What is being asked: Repeat back the entries that follow, keeping every word as it is.

Information shown:
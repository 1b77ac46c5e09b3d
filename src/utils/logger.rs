#[doc(hidden)]
pub use tracing as __tracing;

#[macro_export]
#[doc(hidden)]
macro_rules! dbg_log {
    ($($arg:tt)*) => {
        $crate::utils::__tracing::debug!(target: "auxgl", $($arg)*)
    };
}

#[macro_export]
#[doc(hidden)]
macro_rules! error_log {
    ($($arg:tt)*) => {
        $crate::utils::__tracing::error!(target: "auxgl", $($arg)*)
    };
}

Your response:
repository 1b77ac46c5e09b3d
filename src/utils/logger.rs
#[doc(hidden)]
pub use tracing as __tracing;

#[macro_export]
#[doc(hidden)]
macro_rules! dbg_log {
    ($($arg:tt)*) => {
        $crate::utils::__tracing::debug!(target: "auxgl", $($arg)*)
    };
}

#[macro_export]
#[doc(hidden)]
macro_rules! error_log {
    ($($arg:tt)*) => {
        $crate::utils::__tracing::error!(target: "auxgl", $($arg)*)
    };
}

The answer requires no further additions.